BROCKTON — More than a hundred Brockton residents took to the streets to walk in peace against gun violence for the third annual Father's Day Peace Walk on Sunday morning.
In a City Hall office in 2019, where walk organizer Sharon Baker worked, she spoke to one of her colleagues about what she could do about the anger and hurt growing inside.
"I started the walk because I was angry, and there was a lot of anger building up inside of me towards my son being murdered," said Baker, whose son, Tyrelle Baker, was fatally shot in Brockton in 2012.
"I told my coworker I have to do something. I have to get rid of this anger," Baker said. "Grief comes in many stages, some people say it's five, some say it's 12, but there's no number on it. Some days I'm OK, and other days I'm crying because I miss my boy."
Baker said she didn't want to live her life filled with angst. She needed a plan. Baker prayed about it and she said God gave her an idea — a peaceful walk.
Baker has dedicated over six years of her life to educating the community about gun violence prevention and healing since the murder of her 23-year-old son.
In 2015, Baker founded Life After Death, a Brockton support group for people who has lost a loved one, but is open to anyone.
Several community leaders, gun violence survivors and victims attended Sunday's walk to show their support, stand in solidarity against gun violence and speak words of encouragement.
LaDawn Baker, the founder of A Call to Survivors Inc., a nonprofit for victims and survivors of domestic violence and sexual assault, attended the walk to support her cousin Baker.
"I am a survivor," LaDawn said. "I speak and share my story and I encourage others to speak up even if they've never experienced domestic violence or sexual assault directly but to speak up and advocate for others."
LaDawn has lost two family members to gun violence and said she appreciates events like the Father's Day Peace Walk because it gives her hope for a brighter future.
"Events like these are always helpful. They're needed. It's a necessity and we hope each year more and more people participate," she said. "The more the community sees residents, friends, neighbors, elected officials, business owners that are out here involved, it makes an impact."
"It sends a message to people out here committing these crimes that we don't want it anymore," LaDawn said. "Enough is enough. Being able to show solidarity and helping family members living in hell for the rest of their lives because they lost their loved ones to gun violence."
The walk started from Vicente's Supermarket and ended at City Hall. Plymouth County District Attorney Timothy Cruz and other elected city officials blended in the crowd sporting their white Father's Day Peace Walk T-shirts.

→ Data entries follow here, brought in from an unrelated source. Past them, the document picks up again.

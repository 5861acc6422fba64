//! Validated run parameters.

use serde::{Deserialize, Serialize};

use crate::error::ConfigError;
use crate::mask::ThresholdParams;

// =============================================================================
// Output Settings
// =============================================================================

/// Lossless compression applied to TIFF output.
#[derive(Debug, Clone, Copy, Default, PartialEq, Eq, Serialize, Deserialize, clap::ValueEnum)]
#[serde(rename_all = "lowercase")]
pub enum OutputCompression {
    #[value(name = "none")]
    None,

    #[default]
    #[value(name = "lzw")]
    Lzw,

    /// Deflate, named after the zlib stream it produces
    #[serde(rename = "zlib")]
    #[value(name = "zlib")]
    Deflate,
}

impl OutputCompression {
    pub const fn as_str(self) -> &'static str {
        match self {
            OutputCompression::None => "none",
            OutputCompression::Lzw => "lzw",
            OutputCompression::Deflate => "zlib",
        }
    }
}

/// How processed levels are persisted.
#[derive(Debug, Clone, Copy, Default, PartialEq, Eq)]
pub enum OutputMode {
    /// One file per level
    #[default]
    PerLevelFiles,

    /// One multi-page pyramid file, single-level fallback
    SinglePyramid,
}

// =============================================================================
// ProcessingParams
// =============================================================================

/// Immutable configuration fixed for a whole run.
#[derive(Debug, Clone, PartialEq)]
pub struct ProcessingParams {
    pub threshold: Option<u8>,
    pub otsu_multiplier: f64,
    pub blur_sigma: f64,
    pub clean_mask: bool,
    pub min_area_pixels: u32,
    pub compression: OutputCompression,
    pub output_mode: OutputMode,
}

impl Default for ProcessingParams {
    fn default() -> Self {
        Self {
            threshold: None,
            otsu_multiplier: 1.05,
            blur_sigma: 1.0,
            clean_mask: false,
            min_area_pixels: 10,
            compression: OutputCompression::Lzw,
            output_mode: OutputMode::PerLevelFiles,
        }
    }
}

impl ProcessingParams {
    /// Check value ranges. Called once at the configuration boundary.
    pub fn validate(self) -> Result<Self, ConfigError> {
        if !(self.otsu_multiplier.is_finite() && self.otsu_multiplier > 0.0) {
            return Err(ConfigError::InvalidParameter {
                name: "multiplier",
                message: format!("must be a positive number, got {}", self.otsu_multiplier),
            });
        }
        if !(self.blur_sigma.is_finite() && self.blur_sigma >= 0.0) {
            return Err(ConfigError::InvalidParameter {
                name: "sigma",
                message: format!("must be non-negative, got {}", self.blur_sigma),
            });
        }
        if self.min_area_pixels == 0 {
            return Err(ConfigError::InvalidParameter {
                name: "min_area",
                message: "must be at least 1".to_string(),
            });
        }
        Ok(self)
    }

    pub fn threshold_params(&self) -> ThresholdParams {
        ThresholdParams {
            threshold: self.threshold,
            otsu_multiplier: self.otsu_multiplier,
            blur_sigma: self.blur_sigma,
        }
    }

    pub fn is_pyramid(&self) -> bool {
        self.output_mode == OutputMode::SinglePyramid
    }
}

// =============================================================================
// LevelSelection
// =============================================================================

/// Which levels a run processes.
#[derive(Debug, Clone, Default, PartialEq, Eq)]
pub enum LevelSelection {
    /// Every level in the catalog
    #[default]
    All,

    /// Levels `0..=n`
    UpTo(usize),

    /// An explicit list, processed in the given order
    Explicit(Vec<usize>),
}

impl LevelSelection {
    /// Parse a comma-separated list such as `"0,2,3"`.
    pub fn parse_list(list: &str) -> Result<Self, ConfigError> {
        let levels = list
            .split(',')
            .map(|part| part.trim().parse::<usize>())
            .collect::<Result<Vec<_>, _>>()
            .map_err(|_| ConfigError::InvalidLevelList(list.to_string()))?;
        Ok(LevelSelection::Explicit(levels))
    }

    /// Resolve to concrete indices and check them against the catalog size.
    ///
    /// Repeated indices are kept once, at their first position.
    pub fn resolve(&self, level_count: usize) -> Result<Vec<usize>, ConfigError> {
        let requested: Vec<usize> = match self {
            LevelSelection::All => (0..level_count).collect(),
            LevelSelection::UpTo(max) => (0..=*max).collect(),
            LevelSelection::Explicit(levels) => {
                let mut seen = std::collections::HashSet::new();
                levels.iter().copied().filter(|l| seen.insert(*l)).collect()
            }
        };

        if requested.is_empty() {
            return Err(ConfigError::NoLevels);
        }

        let invalid: Vec<usize> = requested
            .iter()
            .copied()
            .filter(|&l| l >= level_count)
            .collect();
        if !invalid.is_empty() {
            return Err(ConfigError::UnknownLevels {
                invalid,
                available: level_count,
            });
        }

        Ok(requested)
    }
}

#[cfg(test)]
mod tests {
    use super::*;

    #[test]
    fn test_default_params_are_valid() {
        let params = ProcessingParams::default().validate().unwrap();
        assert_eq!(params.compression, OutputCompression::Lzw);
        assert!(!params.is_pyramid());
        assert_eq!(params.threshold_params(), ThresholdParams::default());
    }

    #[test]
    fn test_invalid_params_rejected() {
        let bad_multiplier = ProcessingParams {
            otsu_multiplier: 0.0,
            ..Default::default()
        };
        assert!(matches!(
            bad_multiplier.validate(),
            Err(ConfigError::InvalidParameter { name: "multiplier", .. })
        ));

        let bad_sigma = ProcessingParams {
            blur_sigma: -1.0,
            ..Default::default()
        };
        assert!(bad_sigma.validate().is_err());

        let bad_area = ProcessingParams {
            min_area_pixels: 0,
            ..Default::default()
        };
        assert!(bad_area.validate().is_err());
    }

    #[test]
    fn test_compression_names() {
        assert_eq!(OutputCompression::Deflate.as_str(), "zlib");
        assert_eq!(
            serde_json::to_string(&OutputCompression::Deflate).unwrap(),
            "\"zlib\""
        );
        let parsed: OutputCompression = serde_json::from_str("\"none\"").unwrap();
        assert_eq!(parsed, OutputCompression::None);
    }

    #[test]
    fn test_parse_level_list() {
        assert_eq!(
            LevelSelection::parse_list("0, 2,3").unwrap(),
            LevelSelection::Explicit(vec![0, 2, 3])
        );
        assert_eq!(
            LevelSelection::parse_list("0,a"),
            Err(ConfigError::InvalidLevelList("0,a".to_string()))
        );
        assert!(LevelSelection::parse_list("").is_err());
    }

    #[test]
    fn test_resolve_levels() {
        assert_eq!(LevelSelection::All.resolve(3).unwrap(), vec![0, 1, 2]);
        assert_eq!(LevelSelection::UpTo(1).resolve(3).unwrap(), vec![0, 1]);
        assert_eq!(
            LevelSelection::Explicit(vec![2, 0]).resolve(3).unwrap(),
            vec![2, 0]
        );
        assert_eq!(
            LevelSelection::Explicit(vec![1, 0, 1]).resolve(3).unwrap(),
            vec![1, 0]
        );
    }

    #[test]
    fn test_resolve_rejects_unknown_levels() {
        assert_eq!(
            LevelSelection::Explicit(vec![0, 5, 7]).resolve(3),
            Err(ConfigError::UnknownLevels {
                invalid: vec![5, 7],
                available: 3
            })
        );
        assert!(LevelSelection::UpTo(3).resolve(3).is_err());
        assert_eq!(
            LevelSelection::Explicit(vec![]).resolve(3),
            Err(ConfigError::NoLevels)
        );
    }
}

Councilor-at-large Tina Cardoso spoke to the crowd about the efforts Brockton is taking toward creating a safer environment for everyone. Cardoso said she is aware that programs and resources are needed to better assist the people of Brockton and is working to make them readily available.
"We heard from the attorney general's office that the gun violence in Brockton had gone down, but there's still a lot of work to be done," Cardoso said. "We just got out of a pandemic, so we don't know the impact of the pandemic just yet."
"We have to stay ahead of it and putting resources and programs to help the community, so we're prepared when we have a full analysis of what the pandemic has done to folks," she said. "A lot of folks have been locked up for so long we don't know how their mental health is. We have a lot of work to do."
Jamal Gooding, the manager of a Brockton group called P.A.C.C., which stands for People Affecting Community Change, wrapped up the event by giving the crowd some words of inspiration and introducing a Brockton success story — Makai Gilbert, a young man who just graduated from college and returned to his hometown of Brockton to help with community outreach and give back.
"It's refreshing to see," Claudia Goncalves, a Brockton resident and a survivor of gun violence, said about Gilbert's success.
Once the event came to a close, Baker directed everyone to the afterparty at 15 Nilsson St., where New Life Temple of Holiness church hosted a cookout with hotdogs, cheeseburgers, chips, drinks and other light refreshments.
Every year the event will get bigger and bigger, and more people from the community will participate and help end gun violence for good, Baker said.